**TASK REQUIREMENTS**
Within the listing below, show every line that contains the word "reqwest".

··· DATA IN THIS EXERCISE ···

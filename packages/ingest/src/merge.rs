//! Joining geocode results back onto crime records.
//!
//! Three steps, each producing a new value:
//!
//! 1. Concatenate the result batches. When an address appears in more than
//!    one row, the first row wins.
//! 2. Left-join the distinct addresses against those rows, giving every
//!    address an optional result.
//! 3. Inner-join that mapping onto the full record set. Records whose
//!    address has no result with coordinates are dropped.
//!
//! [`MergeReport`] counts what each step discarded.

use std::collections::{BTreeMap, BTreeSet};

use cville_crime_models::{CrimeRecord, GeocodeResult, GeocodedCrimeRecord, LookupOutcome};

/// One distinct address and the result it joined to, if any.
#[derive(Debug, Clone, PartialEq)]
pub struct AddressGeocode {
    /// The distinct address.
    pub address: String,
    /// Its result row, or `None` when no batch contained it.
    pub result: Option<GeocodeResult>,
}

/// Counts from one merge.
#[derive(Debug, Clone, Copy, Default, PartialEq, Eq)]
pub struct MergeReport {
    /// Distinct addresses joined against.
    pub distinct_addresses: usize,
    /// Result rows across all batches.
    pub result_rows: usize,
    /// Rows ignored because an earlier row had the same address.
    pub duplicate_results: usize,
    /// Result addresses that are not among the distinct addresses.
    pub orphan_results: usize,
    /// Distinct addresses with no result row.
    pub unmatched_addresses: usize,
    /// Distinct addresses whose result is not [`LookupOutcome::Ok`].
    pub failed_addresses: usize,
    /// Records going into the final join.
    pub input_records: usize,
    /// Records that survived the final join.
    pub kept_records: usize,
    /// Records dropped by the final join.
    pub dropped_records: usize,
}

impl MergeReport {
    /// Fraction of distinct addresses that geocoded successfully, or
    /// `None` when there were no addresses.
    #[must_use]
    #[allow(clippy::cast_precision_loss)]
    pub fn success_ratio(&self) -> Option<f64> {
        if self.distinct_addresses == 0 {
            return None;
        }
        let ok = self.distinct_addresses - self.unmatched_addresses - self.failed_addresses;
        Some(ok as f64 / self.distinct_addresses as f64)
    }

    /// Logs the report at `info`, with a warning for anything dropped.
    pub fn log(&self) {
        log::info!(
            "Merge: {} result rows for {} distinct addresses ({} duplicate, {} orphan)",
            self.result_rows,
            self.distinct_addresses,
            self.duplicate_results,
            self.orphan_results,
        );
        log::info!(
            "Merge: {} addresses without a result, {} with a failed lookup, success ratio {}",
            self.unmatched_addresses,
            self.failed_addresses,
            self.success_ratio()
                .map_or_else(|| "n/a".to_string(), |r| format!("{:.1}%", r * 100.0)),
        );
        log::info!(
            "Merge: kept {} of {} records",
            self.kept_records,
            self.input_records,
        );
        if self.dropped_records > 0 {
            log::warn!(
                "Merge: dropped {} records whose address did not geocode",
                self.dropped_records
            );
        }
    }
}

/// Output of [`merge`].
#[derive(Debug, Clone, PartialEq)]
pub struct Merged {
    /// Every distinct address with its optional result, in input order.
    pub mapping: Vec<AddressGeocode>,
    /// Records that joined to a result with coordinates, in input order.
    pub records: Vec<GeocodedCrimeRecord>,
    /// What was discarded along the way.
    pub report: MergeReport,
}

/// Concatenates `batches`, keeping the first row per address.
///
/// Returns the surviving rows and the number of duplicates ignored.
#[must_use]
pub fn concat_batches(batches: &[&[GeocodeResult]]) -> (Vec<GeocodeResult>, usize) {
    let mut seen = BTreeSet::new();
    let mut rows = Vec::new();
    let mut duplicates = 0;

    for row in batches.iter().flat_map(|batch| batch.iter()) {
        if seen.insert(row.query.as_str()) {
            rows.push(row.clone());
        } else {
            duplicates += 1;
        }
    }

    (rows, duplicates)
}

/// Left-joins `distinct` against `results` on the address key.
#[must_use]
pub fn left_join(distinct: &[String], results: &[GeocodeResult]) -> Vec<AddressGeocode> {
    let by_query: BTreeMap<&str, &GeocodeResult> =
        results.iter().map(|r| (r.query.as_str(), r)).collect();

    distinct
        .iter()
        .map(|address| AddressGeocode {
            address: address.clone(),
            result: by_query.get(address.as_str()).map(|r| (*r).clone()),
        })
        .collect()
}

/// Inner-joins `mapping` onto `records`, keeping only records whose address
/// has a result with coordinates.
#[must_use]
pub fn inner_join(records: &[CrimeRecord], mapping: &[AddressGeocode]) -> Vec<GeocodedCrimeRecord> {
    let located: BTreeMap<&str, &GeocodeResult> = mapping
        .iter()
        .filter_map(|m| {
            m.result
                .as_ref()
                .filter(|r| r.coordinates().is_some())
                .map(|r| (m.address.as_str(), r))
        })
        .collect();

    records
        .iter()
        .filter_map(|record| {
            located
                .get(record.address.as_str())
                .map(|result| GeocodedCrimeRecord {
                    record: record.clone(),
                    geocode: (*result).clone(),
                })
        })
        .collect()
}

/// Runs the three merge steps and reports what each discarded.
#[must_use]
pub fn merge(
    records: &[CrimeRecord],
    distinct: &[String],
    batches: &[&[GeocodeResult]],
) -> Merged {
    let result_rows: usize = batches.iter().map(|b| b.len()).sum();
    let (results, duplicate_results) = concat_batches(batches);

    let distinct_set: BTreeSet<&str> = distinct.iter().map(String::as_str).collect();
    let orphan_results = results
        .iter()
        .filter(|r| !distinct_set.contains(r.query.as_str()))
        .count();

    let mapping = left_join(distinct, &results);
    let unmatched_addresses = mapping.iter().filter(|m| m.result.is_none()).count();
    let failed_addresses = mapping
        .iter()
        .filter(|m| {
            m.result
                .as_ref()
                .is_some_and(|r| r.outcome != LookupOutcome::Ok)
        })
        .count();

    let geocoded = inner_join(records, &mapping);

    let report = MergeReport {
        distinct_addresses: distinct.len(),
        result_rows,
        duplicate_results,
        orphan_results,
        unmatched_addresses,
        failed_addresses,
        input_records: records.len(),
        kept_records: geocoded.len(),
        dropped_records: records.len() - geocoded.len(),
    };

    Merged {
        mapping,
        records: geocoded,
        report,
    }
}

···
··· DATA IN THIS EXERCISE ···

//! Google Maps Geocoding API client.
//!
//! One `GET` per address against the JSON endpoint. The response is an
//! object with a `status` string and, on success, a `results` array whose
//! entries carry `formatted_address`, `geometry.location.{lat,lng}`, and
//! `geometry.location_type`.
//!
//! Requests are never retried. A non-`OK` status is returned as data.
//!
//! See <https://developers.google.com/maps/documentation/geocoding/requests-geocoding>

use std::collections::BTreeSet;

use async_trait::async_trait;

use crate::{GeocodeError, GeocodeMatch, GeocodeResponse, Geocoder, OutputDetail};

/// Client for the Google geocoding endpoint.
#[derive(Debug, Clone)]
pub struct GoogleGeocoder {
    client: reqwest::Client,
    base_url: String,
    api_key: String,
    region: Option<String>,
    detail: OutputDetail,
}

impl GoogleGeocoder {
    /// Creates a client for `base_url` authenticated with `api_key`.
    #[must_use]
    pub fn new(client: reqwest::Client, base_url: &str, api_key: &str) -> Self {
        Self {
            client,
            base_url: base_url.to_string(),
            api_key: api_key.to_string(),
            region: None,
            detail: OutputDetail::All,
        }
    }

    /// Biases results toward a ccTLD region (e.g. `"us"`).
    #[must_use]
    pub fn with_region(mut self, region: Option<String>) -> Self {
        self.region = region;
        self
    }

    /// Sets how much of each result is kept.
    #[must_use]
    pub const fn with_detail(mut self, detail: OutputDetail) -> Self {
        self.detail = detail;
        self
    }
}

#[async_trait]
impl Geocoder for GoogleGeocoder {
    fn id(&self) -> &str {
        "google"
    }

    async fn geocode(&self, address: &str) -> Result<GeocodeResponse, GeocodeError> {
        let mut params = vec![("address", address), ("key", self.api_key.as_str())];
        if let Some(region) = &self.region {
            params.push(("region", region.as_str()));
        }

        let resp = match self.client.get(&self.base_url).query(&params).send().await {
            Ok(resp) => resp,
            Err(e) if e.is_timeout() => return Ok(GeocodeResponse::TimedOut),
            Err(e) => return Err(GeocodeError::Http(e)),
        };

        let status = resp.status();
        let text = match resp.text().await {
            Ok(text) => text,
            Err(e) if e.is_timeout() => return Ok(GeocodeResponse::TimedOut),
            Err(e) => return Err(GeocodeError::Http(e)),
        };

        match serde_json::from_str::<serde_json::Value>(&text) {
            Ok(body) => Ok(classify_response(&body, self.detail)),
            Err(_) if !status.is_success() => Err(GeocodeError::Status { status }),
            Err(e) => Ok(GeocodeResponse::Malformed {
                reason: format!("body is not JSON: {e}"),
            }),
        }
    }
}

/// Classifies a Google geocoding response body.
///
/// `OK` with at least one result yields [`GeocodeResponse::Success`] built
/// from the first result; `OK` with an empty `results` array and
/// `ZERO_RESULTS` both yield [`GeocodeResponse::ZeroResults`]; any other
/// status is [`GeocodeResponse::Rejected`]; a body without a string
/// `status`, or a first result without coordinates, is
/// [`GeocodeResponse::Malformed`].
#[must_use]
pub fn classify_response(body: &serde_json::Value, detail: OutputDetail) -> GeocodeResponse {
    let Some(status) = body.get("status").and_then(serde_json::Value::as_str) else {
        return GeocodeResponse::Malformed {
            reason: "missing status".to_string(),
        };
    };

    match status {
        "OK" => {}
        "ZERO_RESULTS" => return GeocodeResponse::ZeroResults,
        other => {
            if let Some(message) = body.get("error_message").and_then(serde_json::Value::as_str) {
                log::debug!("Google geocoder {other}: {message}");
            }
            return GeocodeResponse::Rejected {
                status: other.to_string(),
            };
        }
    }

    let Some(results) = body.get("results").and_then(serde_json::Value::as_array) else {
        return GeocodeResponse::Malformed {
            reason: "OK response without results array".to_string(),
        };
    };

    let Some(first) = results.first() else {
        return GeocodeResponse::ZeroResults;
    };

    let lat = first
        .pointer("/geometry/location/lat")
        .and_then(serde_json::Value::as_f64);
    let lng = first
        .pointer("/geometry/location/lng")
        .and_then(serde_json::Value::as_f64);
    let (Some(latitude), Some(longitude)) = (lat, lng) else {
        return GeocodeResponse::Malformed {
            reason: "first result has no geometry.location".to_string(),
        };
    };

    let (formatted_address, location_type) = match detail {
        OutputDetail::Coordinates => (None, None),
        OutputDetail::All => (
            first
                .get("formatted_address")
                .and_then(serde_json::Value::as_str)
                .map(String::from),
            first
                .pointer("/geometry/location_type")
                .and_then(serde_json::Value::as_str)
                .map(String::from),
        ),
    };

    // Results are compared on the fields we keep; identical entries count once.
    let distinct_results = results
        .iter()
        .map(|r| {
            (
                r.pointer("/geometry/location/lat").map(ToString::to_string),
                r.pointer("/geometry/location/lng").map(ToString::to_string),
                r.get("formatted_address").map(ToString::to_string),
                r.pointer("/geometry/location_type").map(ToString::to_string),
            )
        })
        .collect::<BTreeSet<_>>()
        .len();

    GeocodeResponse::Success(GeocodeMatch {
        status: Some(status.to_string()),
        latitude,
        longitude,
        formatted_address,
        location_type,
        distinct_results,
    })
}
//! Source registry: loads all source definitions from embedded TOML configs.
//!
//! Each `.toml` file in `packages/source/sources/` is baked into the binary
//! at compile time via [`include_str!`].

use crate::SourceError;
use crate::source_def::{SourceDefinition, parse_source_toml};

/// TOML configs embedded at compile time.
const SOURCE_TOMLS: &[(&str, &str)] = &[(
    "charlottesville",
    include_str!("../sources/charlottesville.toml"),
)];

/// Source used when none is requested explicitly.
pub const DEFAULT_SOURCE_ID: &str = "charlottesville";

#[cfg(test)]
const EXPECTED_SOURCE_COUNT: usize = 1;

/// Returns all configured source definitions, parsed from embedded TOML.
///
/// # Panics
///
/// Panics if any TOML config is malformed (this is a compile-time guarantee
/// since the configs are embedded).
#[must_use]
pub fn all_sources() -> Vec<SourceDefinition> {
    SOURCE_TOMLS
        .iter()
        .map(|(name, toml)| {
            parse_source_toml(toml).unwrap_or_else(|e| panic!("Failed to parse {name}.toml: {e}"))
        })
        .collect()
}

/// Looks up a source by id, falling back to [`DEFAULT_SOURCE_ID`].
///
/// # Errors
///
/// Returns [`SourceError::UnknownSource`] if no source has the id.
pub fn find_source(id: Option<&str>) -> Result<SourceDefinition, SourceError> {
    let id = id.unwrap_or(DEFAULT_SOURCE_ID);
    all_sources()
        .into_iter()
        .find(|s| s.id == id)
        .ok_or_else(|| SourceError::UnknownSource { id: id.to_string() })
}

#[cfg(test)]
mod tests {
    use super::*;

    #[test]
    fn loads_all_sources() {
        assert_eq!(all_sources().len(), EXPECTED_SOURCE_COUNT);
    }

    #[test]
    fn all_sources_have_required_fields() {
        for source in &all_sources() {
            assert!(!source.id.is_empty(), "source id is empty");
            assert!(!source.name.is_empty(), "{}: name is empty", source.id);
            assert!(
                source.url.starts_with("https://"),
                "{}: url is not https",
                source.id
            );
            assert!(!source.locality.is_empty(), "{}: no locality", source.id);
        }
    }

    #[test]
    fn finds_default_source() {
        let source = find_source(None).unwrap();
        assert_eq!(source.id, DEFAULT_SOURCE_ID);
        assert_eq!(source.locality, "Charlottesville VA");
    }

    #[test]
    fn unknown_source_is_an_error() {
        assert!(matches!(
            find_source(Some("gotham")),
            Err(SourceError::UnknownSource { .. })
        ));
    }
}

···

**FINISHED EXERCISE**
    client: reqwest::Client,
    pub fn new(client: reqwest::Client, base_url: &str, api_key: &str) -> Self {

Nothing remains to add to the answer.